"Prioritise the Safety" - Rugby League Governing Body Lowers Tackle Height - Ruck

“Prioritise the Safety” – Rugby League Governing Body Lowers Tackle Height

The legal height of the tackle has been lowered in Rugby League in the UK, due to an increased focus on reducing the danger of concussions and other Traumatic Brain Injuries. The RFL confirmed the new legal tackle height to be below the armpit, with the change coming into affect for the professional game in 2025.

The new tackle height will be introduced in the community game across all levels (including age grade at professional clubs) in 2024, in an attempt to “make the sport safer and more accessible at all levels.” This rule change comes amongst a collective of 44 alterations, which were suggested by Rugby League’s Brain Health and Clinical Advisory Group. Other rules introduced include (as reported by Reuters), ‘a trial of ‘Concussion Spotters’, match limits for professional players and a mandatory four-week off-season followed by two weeks of non-contact training.’

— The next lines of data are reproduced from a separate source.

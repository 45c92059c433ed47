//! Raw, schema-free ledger payloads.
//!
//! These mirror the JSON-RPC responses closely and make no assumptions about
//! the Move fields inside; the decoder interprets those.

use serde::{Deserialize, Serialize};
use serde_json::Value;

/// Move object content block.
#[derive(Debug, Clone, PartialEq, Default, Serialize, Deserialize)]
pub struct RawContent {
    /// Fully qualified Move type.
    #[serde(rename = "type", default)]
    pub type_tag: Option<String>,
    /// Field map.
    #[serde(default)]
    pub fields: Option<Value>,
}

/// A ledger object as returned with content and type included.
#[derive(Debug, Clone, PartialEq, Default, Serialize, Deserialize)]
#[serde(rename_all = "camelCase")]
pub struct RawObject {
    /// Structural object identifier.
    #[serde(default)]
    pub object_id: Option<String>,
    /// Fully qualified Move type.
    #[serde(rename = "type", default)]
    pub type_tag: Option<String>,
    /// Content block.
    #[serde(default)]
    pub content: Option<RawContent>,
}

impl RawObject {
    /// Build an object from its parts.
    pub fn new(object_id: impl Into<String>, type_tag: impl Into<String>, fields: Value) -> Self {
        let type_tag = type_tag.into();
        Self {
            object_id: Some(object_id.into()),
            type_tag: Some(type_tag.clone()),
            content: Some(RawContent {
                type_tag: Some(type_tag),
                fields: Some(fields),
            }),
        }
    }

    /// The object type, preferring the top-level tag over the content tag.
    pub fn type_tag(&self) -> Option<&str> {
        self.type_tag
            .as_deref()
            .or_else(|| self.content.as_ref().and_then(|c| c.type_tag.as_deref()))
    }

    /// The Move field map, if present.
    pub fn fields(&self) -> Option<&Value> {
        self.content.as_ref().and_then(|c| c.fields.as_ref())
    }
}

/// Event coordinates.
#[derive(Debug, Clone, PartialEq, Eq, Serialize, Deserialize)]
#[serde(rename_all = "camelCase")]
pub struct EventId {
    /// Transaction that emitted the event.
    pub tx_digest: String,
    /// Position within the transaction.
    pub event_seq: String,
}

/// An entry in the append-only event log.
#[derive(Debug, Clone, PartialEq, Serialize, Deserialize)]
#[serde(rename_all = "camelCase")]
pub struct RawEvent {
    /// Event coordinates.
    #[serde(default)]
    pub id: Option<EventId>,
    /// Fully qualified Move event type.
    #[serde(rename = "type")]
    pub event_type: String,
    /// Transaction sender.
    #[serde(default)]
    pub sender: Option<String>,
    /// Decoded event body.
    #[serde(default)]
    pub parsed_json: Option<Value>,
}

/// A transaction block with its emitted events.
#[derive(Debug, Clone, PartialEq, Serialize, Deserialize)]
pub struct RawTransaction {
    /// Transaction digest.
    pub digest: String,
    /// Emitted events, when requested.
    #[serde(default)]
    pub events: Option<Vec<RawEvent>>,
}

impl RawTransaction {
    /// Emitted events in emission order; empty when none were returned.
    pub fn events(&self) -> &[RawEvent] {
        self.events.as_deref().unwrap_or(&[])
    }
}

/// Event log filter.
#[derive(Debug, Clone, PartialEq, Eq, Serialize)]
pub enum EventFilter {
    /// Events of one fully qualified Move type.
    MoveEventType(String),
}

/// Transaction history filter.
#[derive(Debug, Clone, PartialEq, Eq, Serialize)]
pub enum TransactionFilter {
    /// Transactions sent by an address.
    FromAddress(String),
}

/// Result ordering.
#[derive(Debug, Clone, Copy, PartialEq, Eq)]
pub enum Order {
    /// Oldest first.
    Ascending,
    /// Most recent first.
    Descending,
}

impl Order {
    /// Value of the `descending_order` RPC parameter.
    pub const fn is_descending(&self) -> bool {
        matches!(self, Order::Descending)
    }
}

“We believe (the changes) are essential, as Rugby League must respond to developments in medical and scientific knowledge to prioritise the safety of those that play,” said RFL Chief Executive Tony Sutton.

“They offer exciting opportunities to increase the appeal and accessibility of Rugby League, especially at junior and community levels.”

The lowering of the tackle height comes during an ongoing lawsuit including over 150 former professional players across Rugby Union, Rugby League and football. The retired players are suing the respective governing bodies, due to having developed neurological impairments, such as early onset dementia and other neurodegenerative diseases, following a playing career of concussions and other traumatic brain injuries.

Rugby Union has previously made alterations to the tackle height across the community game, with the ‘waist and below’ legal tackle height introduced to the National League One and below for men, and Championship and below for women. Football has also investigated the impact of heading the ball, with reports around limiting this in training for age group players.